Send check, following the tour, to:
Rita Janz
Balzekas Museum of Lithuanian Culture
6500 S. Pulaski Rd.
Chicago, IL 60629
Logistics: Name, e-mail address, and phone number of the person at the site who can answer questions about the tour, plus the name of the member of the LAC who is organizing the tour.
Rita Janz, Balzekas@sbcglobal.net, (773) 582-6500
Tour organizer from AHA LAC: Peg Strobel, peg.strobel@sbcglobal.net, 708-829-3912 cell
Tour 13: Frances Willard House Museum and Archives: Behind and Beyond the Scenes of the Temperance Movement
Location: Frances Willard House Museum, 1730 Chicago Avenue, Evanston, IL
Time: First choice: Saturday, January 7—2:00 – 5:30 p.m.
Starting location: Bus from Sheraton to Evanston (a 45-minute drive each way).
Tour leaders: Amy Tyson (DePaul University) will coordinate leading the group from the hotel to the site.
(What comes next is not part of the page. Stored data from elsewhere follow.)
//! Handles to calls still running on a worker pool.
//!
//! # Design
//! A `PendingResult` is the receiving end of a one-slot channel. Waiting with
//! a timeout has two distinct outcomes: `Outcome::Complete` carries whatever
//! the task produced (including its error), `Outcome::Incomplete` hands the
//! still-pending handle back. A timeout never cancels the task.

use std::cell::OnceCell;
use std::fmt;
use std::time::Duration;

use crossbeam_channel::{bounded, Receiver, RecvTimeoutError, Sender, TryRecvError};

use crate::error::ApiError;

/// How long `PendingResult::result` waits before giving up.
pub const DEFAULT_ASYNC_TIMEOUT: Duration = Duration::from_secs(5);

/// Result of waiting on a `PendingResult` with a timeout.
#[derive(Debug)]
pub enum Outcome<T> {
    /// The task finished, successfully or not.
    Complete(Result<T, ApiError>),
    /// The task is still running; the handle can be waited on again.
    Incomplete(PendingResult<T>),
}

impl<T> Outcome<T> {
    pub fn is_complete(&self) -> bool {
        matches!(self, Outcome::Complete(_))
    }

    /// The task's result, if it finished.
    pub fn complete(self) -> Option<Result<T, ApiError>> {
        match self {
            Outcome::Complete(result) => Some(result),
            Outcome::Incomplete(_) => None,
        }
    }
}

/// A call dispatched to a worker pool that may not have finished yet.
pub struct PendingResult<T> {
    receiver: Receiver<Result<T, ApiError>>,
    received: OnceCell<Result<T, ApiError>>,
}

/// Sending half handed to the task that fills a `PendingResult`.
pub(crate) struct Completion<T> {
    sender: Sender<Result<T, ApiError>>,
}

impl<T> Completion<T> {
    pub(crate) fn complete(self, result: Result<T, ApiError>) {
        // The caller may have dropped the handle; the result is then unwanted.
        let _ = self.sender.send(result);
    }
}

impl<T> PendingResult<T> {
    pub(crate) fn channel() -> (Completion<T>, PendingResult<T>) {
        let (sender, receiver) = bounded(1);
        let pending = PendingResult {
            receiver,
            received: OnceCell::new(),
        };
        (Completion { sender }, pending)
    }

    /// A handle that is already complete.
    pub fn ready(result: Result<T, ApiError>) -> Self {
        let (completion, pending) = Self::channel();
        completion.complete(result);
        pending
    }

    /// Poll without blocking.
    pub fn is_complete(&self) -> bool {
        if self.received.get().is_some() {
            return true;
        }
        match self.receiver.try_recv() {
            Ok(result) => self.store(result),
            Err(TryRecvError::Empty) => false,
            Err(TryRecvError::Disconnected) => self.store(Err(ApiError::WorkerLost)),
        }
    }

    /// Wait at most `timeout` for the task to finish.
    pub fn wait_timeout(self, timeout: Duration) -> Outcome<T> {
        if self.received.get().is_some() {
            return Outcome::Complete(self.take());
        }
        match self.receiver.recv_timeout(timeout) {
            Ok(result) => Outcome::Complete(result),
            Err(RecvTimeoutError::Timeout) => Outcome::Incomplete(self),
            Err(RecvTimeoutError::Disconnected) => Outcome::Complete(Err(ApiError::WorkerLost)),
        }
    }

    /// Block until the task finishes.
    pub fn wait(self) -> Result<T, ApiError> {
        if self.received.get().is_some() {
            return self.take();
        }
        self.receiver.recv().unwrap_or(Err(ApiError::WorkerLost))
    }

    /// Wait up to `DEFAULT_ASYNC_TIMEOUT`, reporting an unfinished task as
    /// `ApiError::Timeout`.
    pub fn result(self) -> Result<T, ApiError> {
        self.result_within(DEFAULT_ASYNC_TIMEOUT)
    }

    /// Like `result`, with an explicit timeout.
    pub fn result_within(self, timeout: Duration) -> Result<T, ApiError> {
        match self.wait_timeout(timeout) {
            Outcome::Complete(result) => result,
            Outcome::Incomplete(_) => Err(ApiError::Timeout(timeout)),
        }
    }

    fn store(&self, result: Result<T, ApiError>) -> bool {
        let _ = self.received.set(result);
        true
    }

    fn take(self) -> Result<T, ApiError> {
        self.received.into_inner().unwrap_or(Err(ApiError::WorkerLost))
    }
}

impl<T> fmt::Debug for PendingResult<T> {
    fn fmt(&self, f: &mut fmt::Formatter<'_>) -> fmt::Result {
        f.debug_struct("PendingResult")
            .field("complete", &self.received.get().is_some())
            .finish_non_exhaustive()
    }
}

#[cfg(test)]
mod tests {
    use super::*;
    use std::thread;

    #[test]
    fn timeout_is_distinct_from_failure() {
        let (completion, pending) = PendingResult::<u32>::channel();
        let pending = match pending.wait_timeout(Duration::from_millis(20)) {
            Outcome::Incomplete(pending) => pending,
            Outcome::Complete(result) => panic!("nothing was sent yet: {result:?}"),
        };
        completion.complete(Err(ApiError::InvalidHeaders));
        match pending.wait_timeout(Duration::from_secs(1)) {
            Outcome::Complete(Err(ApiError::InvalidHeaders)) => {}
            other => panic!("expected the task's error, got {other:?}"),
        }
    }

    #[test]
    fn polling_caches_the_result() {
        let (completion, pending) = PendingResult::channel();
        assert!(!pending.is_complete());
        completion.complete(Ok(7));
        assert!(pending.is_complete());
        assert!(pending.is_complete());
        assert_eq!(pending.wait().unwrap(), 7);
    }

    #[test]
    fn result_reports_timeout() {
        let (_completion, pending) = PendingResult::<()>::channel();
        let err = pending.result_within(Duration::from_millis(10)).unwrap_err();
        assert!(matches!(err, ApiError::Timeout(d) if d == Duration::from_millis(10)));
    }

    #[test]
    fn dropped_completion_is_worker_lost() {
        let (completion, pending) = PendingResult::<()>::channel();
        drop(completion);
        assert!(pending.is_complete());
        assert!(matches!(pending.wait(), Err(ApiError::WorkerLost)));
    }

    #[test]
    fn completes_from_another_thread() {
        let (completion, pending) = PendingResult::channel();
        thread::spawn(move || {
            thread::sleep(Duration::from_millis(10));
            completion.complete(Ok("done"));
        });
        assert_eq!(pending.result().unwrap(), "done");
    }

    #[test]
    fn ready_handles_are_complete() {
        let pending = PendingResult::ready(Ok(1));
        assert!(pending.is_complete());
        assert!(pending.wait_timeout(Duration::ZERO).is_complete());
    }
}
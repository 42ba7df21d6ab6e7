//! A small JSON placeholder API for exercising declared clients.
//!
//! Serves seeded posts and comments, plus helper routes: `/echo` reflects the
//! request back, `/status/{code}` answers with any status,
//! `/delay/{ms}` answers late and `/bytes/{n}` answers with `n` bytes.
//! Unknown paths get `404` with `{}`.

use std::{collections::BTreeMap, sync::Arc, time::Duration};

use axum::{
    body::Bytes,
    extract::{Path, Query, State},
    http::{HeaderMap, Method, StatusCode},
    routing::{any, get},
    Json, Router,
};
use serde::{Deserialize, Serialize};
use serde_json::{json, Value};
use tokio::{net::TcpListener, sync::RwLock};

#[derive(Clone, Debug, Serialize, Deserialize, PartialEq, Eq)]
#[serde(rename_all = "camelCase")]
pub struct Post {
    pub id: u64,
    pub user_id: u64,
    pub title: String,
    pub body: String,
}

#[derive(Clone, Debug, Serialize, Deserialize, PartialEq, Eq)]
#[serde(rename_all = "camelCase")]
pub struct Comment {
    pub id: u64,
    pub post_id: u64,
    pub name: String,
    pub email: String,
    pub body: String,
}

#[derive(Deserialize)]
#[serde(rename_all = "camelCase")]
pub struct NewPost {
    pub user_id: u64,
    pub title: String,
    #[serde(default)]
    pub body: String,
}

#[derive(Deserialize)]
#[serde(rename_all = "camelCase")]
pub struct PostFilter {
    pub user_id: Option<u64>,
}

/// Seeded data; ids of created posts continue after the seed.
#[derive(Debug, Default)]
pub struct Store {
    pub posts: Vec<Post>,
    pub comments: Vec<Comment>,
}

impl Store {
    pub fn seeded() -> Self {
        let posts = (1..=10)
            .map(|id| Post {
                id,
                user_id: (id + 4) / 5,
                title: format!("post {id}"),
                body: format!("body of post {id}"),
            })
            .collect();
        let emails = [
            "Eliseo@gardner.biz",
            "Jayne_Kuhic@sydney.com",
            "Presley.Mueller@myrl.com",
            "Dallas@ole.me",
        ];
        let comments = (1..=4)
            .map(|id| Comment {
                id,
                post_id: (id + 1) / 2,
                name: format!("comment {id}"),
                email: emails[(id - 1) as usize].to_string(),
                body: format!("body of comment {id}"),
            })
            .collect();
        Self { posts, comments }
    }
}

pub type Db = Arc<RwLock<Store>>;

pub fn app() -> Router {
    let db: Db = Arc::new(RwLock::new(Store::seeded()));
    Router::new()
        .route("/posts", get(list_posts).post(create_post))
        .route("/posts/", get(list_posts).post(create_post))
        .route("/posts/{id}", get(get_post))
        .route("/posts/{id}/comments", get(list_comments))
        .route("/echo", any(echo))
        .route("/status/{code}", any(status))
        .route("/delay/{ms}", get(delay))
        .route("/bytes/{n}", get(bytes))
        .fallback(not_found)
        .with_state(db)
}

pub async fn run(listener: TcpListener) -> Result<(), std::io::Error> {
    axum::serve(listener, app()).await
}

async fn list_posts(State(db): State<Db>, Query(filter): Query<PostFilter>) -> Json<Vec<Post>> {
    let store = db.read().await;
    let posts = store
        .posts
        .iter()
        .filter(|post| filter.user_id.is_none_or(|user_id| post.user_id == user_id))
        .cloned()
        .collect();
    Json(posts)
}

async fn create_post(State(db): State<Db>, Json(input): Json<NewPost>) -> (StatusCode, Json<Post>) {
    let mut store = db.write().await;
    let post = Post {
        id: store.posts.len() as u64 + 1,
        user_id: input.user_id,
        title: input.title,
        body: input.body,
    };
    store.posts.push(post.clone());
    (StatusCode::CREATED, Json(post))
}

async fn get_post(State(db): State<Db>, Path(id): Path<u64>) -> (StatusCode, Json<Value>) {
    let store = db.read().await;
    match store.posts.iter().find(|post| post.id == id) {
        Some(post) => (StatusCode::OK, Json(json!(post))),
        None => (StatusCode::NOT_FOUND, Json(json!({}))),
    }
}

async fn list_comments(State(db): State<Db>, Path(id): Path<u64>) -> Json<Vec<Comment>> {
    let store = db.read().await;
    Json(store.comments.iter().filter(|c| c.post_id == id).cloned().collect())
}

async fn echo(
    method: Method,
    Query(query): Query<Vec<(String, String)>>,
    headers: HeaderMap,
    body: Bytes,
) -> Json<Value> {
    let headers: BTreeMap<String, String> = headers
        .iter()
        .filter_map(|(name, value)| Some((name.to_string(), value.to_str().ok()?.to_string())))
        .collect();
    Json(json!({
        "method": method.as_str(),
        "query": query,
        "headers": headers,
        "body": String::from_utf8_lossy(&body),
    }))
}

async fn status(Path(code): Path<u16>) -> (StatusCode, Json<Value>) {
    let status = StatusCode::from_u16(code).unwrap_or(StatusCode::BAD_REQUEST);
    (status, Json(json!({ "status": status.as_u16() })))
}

async fn delay(Path(ms): Path<u64>) -> Json<Value> {
    tokio::time::sleep(Duration::from_millis(ms)).await;
    Json(json!({ "delayed": ms }))
}

/// Largest body `/bytes/{n}` will produce.
pub const MAX_BYTES: usize = 64 * 1024 * 1024;

async fn bytes(Path(n): Path<usize>) -> Vec<u8> {
    vec![b'x'; n.min(MAX_BYTES)]
}

async fn not_found() -> (StatusCode, Json<Value>) {
    (StatusCode::NOT_FOUND, Json(json!({})))
}
//! The resolved unit of work produced by a prepare hook.

use std::fmt;
use std::sync::Arc;

use crate::args::CallArgs;
use crate::client::ApiClient;
use crate::error::ApiError;
use crate::http::HttpResponse;

/// The callable a plan dispatches: the owning client is passed explicitly on
/// every call.
pub type DispatchFn = dyn Fn(&ApiClient, &CallArgs) -> Result<HttpResponse, ApiError> + Send + Sync;

/// A callable together with the arguments it will be dispatched with.
///
/// Built fresh for every call by the prepare phase and consumed by the
/// dispatch phase, so concurrent calls never share one.
#[derive(Clone)]
pub struct CallPlan {
    pub call: Arc<DispatchFn>,
    pub args: CallArgs,
}

impl CallPlan {
    pub fn new<F>(call: F, args: CallArgs) -> Self
    where
        F: Fn(&ApiClient, &CallArgs) -> Result<HttpResponse, ApiError> + Send + Sync + 'static,
    {
        Self {
            call: Arc::new(call),
            args,
        }
    }

    pub fn with_args(mut self, args: CallArgs) -> Self {
        self.args = args;
        self
    }

    /// Run the callable against `client`.
    pub fn dispatch(&self, client: &ApiClient) -> Result<HttpResponse, ApiError> {
        (self.call)(client, &self.args)
    }
}

impl Default for CallPlan {
    /// A plan whose callable does nothing and answers `204 No Content`.
    fn default() -> Self {
        Self::new(|_, _| Ok(HttpResponse::empty()), CallArgs::default())
    }
}

impl fmt::Debug for CallPlan {
    fn fmt(&self, f: &mut fmt::Formatter<'_>) -> fmt::Result {
        f.debug_struct("CallPlan").field("args", &self.args).finish_non_exhaustive()
    }
}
Carolyn DeSwarte Gifford (Northwestern University), author of Writing Out My Heart: Selections from the Journal of Frances E. Willard (1855-96) will narrate the bus tour to Evanston; Mary McWilliams (WCTU Site Manager) will lead tours of the historic house; Erin Hughes (Evanston History Center) will provide an overview of the collections; Janet Olson (Northwestern University) will open the Willard Archives and discuss its holdings.
Description: Historians are increasingly interested in the Woman’s Christian Temperance Union (WCTU) as a force in women’s history beyond the temperance movement. The Frances Willard House—a museum since 1900, and a National Historic Landmark since 1965—with its original furnishings (including Willard’s working library), offers general visitors a unique sensory experience of history. For the AHA, this special tour will highlight how docents interpret a site with multiple periods of significance and multiple themes: Willard’s life, her leadership of the largest women’s organization of its time, and the national and international reach of the WCTU. The tour of the Willard Archives, a “hidden collection” open only by appointment, will survey its rich but virtually untapped resources relating to the organization and its constituents.
Limit: Up to 40 people can be accommodated at the site. Please note, however, that the House and Archives are not handicapped accessible. Guests will need to navigate stairs and be able to stand for approximately 1 hour.
Costs: $5/person for groups of more than 8 persons. $10/person for groups smaller than 8 persons. Please remit admissions fees to Frances Willard Historical Association, attn. Glen Madeja 1730 Chicago Avenue, Evanston IL 60201.
On-Site Workshop: New Media Workshop: “ThatCamp”
Date: Thursday, January 5, 1-6pm
Location: Sheraton or Sheraton
Dan Cohen, George Mason University and Director, Center for History and New Media
THATCamp (The Humanities and Technology Camp) is a free, open “unconference” where attendees create sessions, ideas, and collaborations on the spot. There are no podiums or PowerPoint slides; instead, campers learn directly from one another. THATCamp is a productive and fun event for scholars and technologists, digital humanities practitioners and those who don’t know much about digital humanities but wish to learn.